= Task directions =
Reproduce, exactly and in full, only the lines below from the one containing "pub fn matches(self, value: &Value)" through the one containing "shape of one plugin kind.".

[Stored items]
★ ★ ★ ★
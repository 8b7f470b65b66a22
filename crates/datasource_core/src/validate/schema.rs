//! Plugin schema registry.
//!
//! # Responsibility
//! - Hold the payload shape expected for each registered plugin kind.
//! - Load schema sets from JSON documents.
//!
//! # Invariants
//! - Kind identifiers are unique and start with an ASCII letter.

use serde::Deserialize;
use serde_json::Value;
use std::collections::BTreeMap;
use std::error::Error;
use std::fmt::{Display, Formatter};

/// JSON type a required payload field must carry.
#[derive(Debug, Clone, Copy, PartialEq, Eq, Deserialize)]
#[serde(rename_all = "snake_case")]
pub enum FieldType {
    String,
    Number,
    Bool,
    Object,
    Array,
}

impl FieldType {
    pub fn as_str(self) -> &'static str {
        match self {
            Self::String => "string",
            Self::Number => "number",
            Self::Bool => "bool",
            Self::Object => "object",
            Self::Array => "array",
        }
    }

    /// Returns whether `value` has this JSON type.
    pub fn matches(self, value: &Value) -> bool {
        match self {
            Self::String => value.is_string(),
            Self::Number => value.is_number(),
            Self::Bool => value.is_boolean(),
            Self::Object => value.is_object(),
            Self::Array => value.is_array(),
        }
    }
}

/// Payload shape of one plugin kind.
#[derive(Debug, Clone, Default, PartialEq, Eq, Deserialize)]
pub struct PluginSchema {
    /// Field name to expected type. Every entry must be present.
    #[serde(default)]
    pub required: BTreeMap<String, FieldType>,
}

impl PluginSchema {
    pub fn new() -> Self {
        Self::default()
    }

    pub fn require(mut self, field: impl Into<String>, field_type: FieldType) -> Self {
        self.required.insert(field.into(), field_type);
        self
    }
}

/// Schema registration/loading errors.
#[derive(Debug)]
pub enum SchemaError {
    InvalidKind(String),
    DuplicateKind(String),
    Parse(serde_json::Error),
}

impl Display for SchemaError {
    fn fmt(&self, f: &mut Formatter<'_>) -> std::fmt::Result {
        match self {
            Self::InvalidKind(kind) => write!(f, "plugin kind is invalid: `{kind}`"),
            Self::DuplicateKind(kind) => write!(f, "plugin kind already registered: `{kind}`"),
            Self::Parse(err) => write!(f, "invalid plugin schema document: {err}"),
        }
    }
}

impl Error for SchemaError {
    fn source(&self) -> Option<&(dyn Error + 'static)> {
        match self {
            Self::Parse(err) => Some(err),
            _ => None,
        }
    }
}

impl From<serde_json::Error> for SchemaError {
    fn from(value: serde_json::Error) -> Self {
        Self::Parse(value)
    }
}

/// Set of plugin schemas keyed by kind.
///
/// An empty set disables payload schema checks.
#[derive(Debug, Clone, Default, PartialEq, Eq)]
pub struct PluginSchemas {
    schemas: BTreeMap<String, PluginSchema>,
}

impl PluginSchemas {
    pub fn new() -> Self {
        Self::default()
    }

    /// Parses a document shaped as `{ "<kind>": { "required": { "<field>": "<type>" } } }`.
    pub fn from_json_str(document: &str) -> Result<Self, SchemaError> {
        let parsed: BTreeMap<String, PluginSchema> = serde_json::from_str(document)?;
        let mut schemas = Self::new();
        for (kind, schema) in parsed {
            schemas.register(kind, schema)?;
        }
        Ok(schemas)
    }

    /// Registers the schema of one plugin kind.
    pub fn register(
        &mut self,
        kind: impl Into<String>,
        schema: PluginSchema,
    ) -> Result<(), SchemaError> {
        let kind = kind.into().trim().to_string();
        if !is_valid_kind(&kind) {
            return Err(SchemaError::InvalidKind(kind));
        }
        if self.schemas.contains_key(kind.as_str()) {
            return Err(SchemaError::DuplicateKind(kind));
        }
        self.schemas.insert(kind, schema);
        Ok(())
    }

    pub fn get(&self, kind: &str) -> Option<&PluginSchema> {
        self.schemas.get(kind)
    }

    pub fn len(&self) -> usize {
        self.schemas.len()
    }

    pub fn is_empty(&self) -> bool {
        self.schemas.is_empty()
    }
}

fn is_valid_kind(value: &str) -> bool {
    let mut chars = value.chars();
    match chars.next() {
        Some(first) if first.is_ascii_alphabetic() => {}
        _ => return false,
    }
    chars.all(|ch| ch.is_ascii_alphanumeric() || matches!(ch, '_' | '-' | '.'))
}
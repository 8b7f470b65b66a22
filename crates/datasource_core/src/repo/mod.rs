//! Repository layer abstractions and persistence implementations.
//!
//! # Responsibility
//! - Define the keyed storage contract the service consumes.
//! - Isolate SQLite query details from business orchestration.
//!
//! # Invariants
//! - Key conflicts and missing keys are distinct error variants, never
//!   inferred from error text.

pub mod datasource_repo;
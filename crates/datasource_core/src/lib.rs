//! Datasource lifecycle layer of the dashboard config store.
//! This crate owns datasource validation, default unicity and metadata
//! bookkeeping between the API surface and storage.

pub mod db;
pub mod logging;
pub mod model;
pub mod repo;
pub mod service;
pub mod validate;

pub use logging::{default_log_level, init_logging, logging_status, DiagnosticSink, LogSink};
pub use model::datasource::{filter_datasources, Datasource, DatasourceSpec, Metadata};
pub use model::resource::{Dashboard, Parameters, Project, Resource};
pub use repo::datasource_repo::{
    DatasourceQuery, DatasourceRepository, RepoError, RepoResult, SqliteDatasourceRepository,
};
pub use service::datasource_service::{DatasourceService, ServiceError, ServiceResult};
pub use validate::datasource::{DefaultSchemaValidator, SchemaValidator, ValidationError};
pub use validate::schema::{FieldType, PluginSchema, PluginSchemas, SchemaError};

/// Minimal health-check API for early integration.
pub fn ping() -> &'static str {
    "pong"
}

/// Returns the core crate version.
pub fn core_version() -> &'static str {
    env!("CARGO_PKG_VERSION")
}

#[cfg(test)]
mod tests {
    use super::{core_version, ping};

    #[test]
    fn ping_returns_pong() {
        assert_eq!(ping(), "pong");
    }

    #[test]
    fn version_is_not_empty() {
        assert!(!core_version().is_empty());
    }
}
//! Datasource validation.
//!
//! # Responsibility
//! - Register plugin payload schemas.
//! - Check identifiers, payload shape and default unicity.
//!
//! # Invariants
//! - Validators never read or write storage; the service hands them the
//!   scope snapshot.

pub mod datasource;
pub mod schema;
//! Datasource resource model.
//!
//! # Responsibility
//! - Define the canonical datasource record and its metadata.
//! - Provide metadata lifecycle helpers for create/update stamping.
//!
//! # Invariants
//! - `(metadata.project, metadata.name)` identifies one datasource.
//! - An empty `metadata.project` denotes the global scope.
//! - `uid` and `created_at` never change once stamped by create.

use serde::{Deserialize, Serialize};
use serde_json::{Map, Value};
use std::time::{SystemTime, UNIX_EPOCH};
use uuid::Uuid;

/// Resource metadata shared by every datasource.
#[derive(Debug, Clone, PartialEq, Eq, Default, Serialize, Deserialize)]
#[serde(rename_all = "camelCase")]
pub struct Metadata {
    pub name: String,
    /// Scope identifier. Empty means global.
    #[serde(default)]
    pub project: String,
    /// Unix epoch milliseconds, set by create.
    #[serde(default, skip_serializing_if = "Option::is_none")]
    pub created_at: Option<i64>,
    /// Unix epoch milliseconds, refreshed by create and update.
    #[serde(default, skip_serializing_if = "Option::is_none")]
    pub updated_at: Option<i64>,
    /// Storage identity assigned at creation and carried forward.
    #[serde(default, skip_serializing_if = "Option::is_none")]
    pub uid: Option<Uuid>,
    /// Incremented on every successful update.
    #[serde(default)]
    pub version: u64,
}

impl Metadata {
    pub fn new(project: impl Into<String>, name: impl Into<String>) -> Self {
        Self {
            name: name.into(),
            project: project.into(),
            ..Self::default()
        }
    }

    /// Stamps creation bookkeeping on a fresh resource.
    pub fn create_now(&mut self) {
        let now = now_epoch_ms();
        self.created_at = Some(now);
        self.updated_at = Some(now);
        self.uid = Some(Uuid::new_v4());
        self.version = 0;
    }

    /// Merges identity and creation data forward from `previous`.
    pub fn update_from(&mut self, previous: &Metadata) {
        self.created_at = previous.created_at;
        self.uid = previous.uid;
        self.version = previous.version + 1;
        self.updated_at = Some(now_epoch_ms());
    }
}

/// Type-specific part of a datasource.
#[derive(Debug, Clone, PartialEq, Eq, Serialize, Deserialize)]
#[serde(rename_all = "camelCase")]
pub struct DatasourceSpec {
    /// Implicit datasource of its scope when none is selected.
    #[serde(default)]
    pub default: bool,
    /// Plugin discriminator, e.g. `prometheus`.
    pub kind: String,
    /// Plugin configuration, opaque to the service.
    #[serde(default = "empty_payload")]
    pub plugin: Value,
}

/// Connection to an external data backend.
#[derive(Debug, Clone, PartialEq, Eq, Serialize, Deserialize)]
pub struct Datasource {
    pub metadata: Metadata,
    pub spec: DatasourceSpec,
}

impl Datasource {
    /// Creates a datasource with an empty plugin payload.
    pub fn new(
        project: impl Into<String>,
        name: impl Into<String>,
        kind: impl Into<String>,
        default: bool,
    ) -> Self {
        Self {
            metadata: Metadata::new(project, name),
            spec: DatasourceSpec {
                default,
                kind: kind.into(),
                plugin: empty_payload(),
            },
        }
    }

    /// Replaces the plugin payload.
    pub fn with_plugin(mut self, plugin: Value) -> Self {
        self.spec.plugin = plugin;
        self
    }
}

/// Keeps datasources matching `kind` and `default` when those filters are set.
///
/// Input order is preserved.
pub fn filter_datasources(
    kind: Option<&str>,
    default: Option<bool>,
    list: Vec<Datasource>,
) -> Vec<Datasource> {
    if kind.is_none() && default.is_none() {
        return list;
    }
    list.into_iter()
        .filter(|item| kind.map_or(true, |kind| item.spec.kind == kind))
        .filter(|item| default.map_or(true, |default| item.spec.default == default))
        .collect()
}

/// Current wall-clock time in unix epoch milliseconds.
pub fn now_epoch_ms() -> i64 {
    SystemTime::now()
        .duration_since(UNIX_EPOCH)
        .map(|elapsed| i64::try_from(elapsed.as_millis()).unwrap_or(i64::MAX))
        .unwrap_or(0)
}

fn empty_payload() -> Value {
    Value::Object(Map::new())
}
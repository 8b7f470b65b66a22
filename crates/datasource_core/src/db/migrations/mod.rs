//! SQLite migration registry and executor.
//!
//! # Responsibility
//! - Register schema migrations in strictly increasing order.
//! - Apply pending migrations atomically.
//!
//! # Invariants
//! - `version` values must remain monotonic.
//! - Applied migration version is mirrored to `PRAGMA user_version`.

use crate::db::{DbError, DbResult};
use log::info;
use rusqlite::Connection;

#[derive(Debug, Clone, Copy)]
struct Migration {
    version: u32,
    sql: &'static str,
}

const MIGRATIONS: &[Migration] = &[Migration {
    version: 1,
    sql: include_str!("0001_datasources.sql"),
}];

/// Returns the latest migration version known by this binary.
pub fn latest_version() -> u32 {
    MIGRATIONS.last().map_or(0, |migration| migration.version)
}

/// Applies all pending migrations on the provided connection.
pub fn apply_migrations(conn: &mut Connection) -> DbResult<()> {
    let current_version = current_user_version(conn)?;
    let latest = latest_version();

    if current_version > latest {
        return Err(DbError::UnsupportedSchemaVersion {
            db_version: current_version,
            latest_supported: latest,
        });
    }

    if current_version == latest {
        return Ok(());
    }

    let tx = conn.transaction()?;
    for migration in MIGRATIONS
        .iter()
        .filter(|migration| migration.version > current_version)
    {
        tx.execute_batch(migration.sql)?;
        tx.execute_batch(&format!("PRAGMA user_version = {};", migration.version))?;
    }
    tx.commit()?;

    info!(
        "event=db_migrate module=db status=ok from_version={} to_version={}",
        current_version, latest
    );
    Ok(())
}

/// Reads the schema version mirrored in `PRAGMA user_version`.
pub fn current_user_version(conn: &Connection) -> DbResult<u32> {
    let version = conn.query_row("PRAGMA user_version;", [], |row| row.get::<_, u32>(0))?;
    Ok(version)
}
★ ★ ★ ★
= Solution to this problem =
    pub fn matches(self, value: &Value) -> bool {
        match self {
            Self::String => value.is_string(),
            Self::Number => value.is_number(),
            Self::Bool => value.is_boolean(),
            Self::Object => value.is_object(),
            Self::Array => value.is_array(),
        }
    }
}

/// Payload shape of one plugin kind.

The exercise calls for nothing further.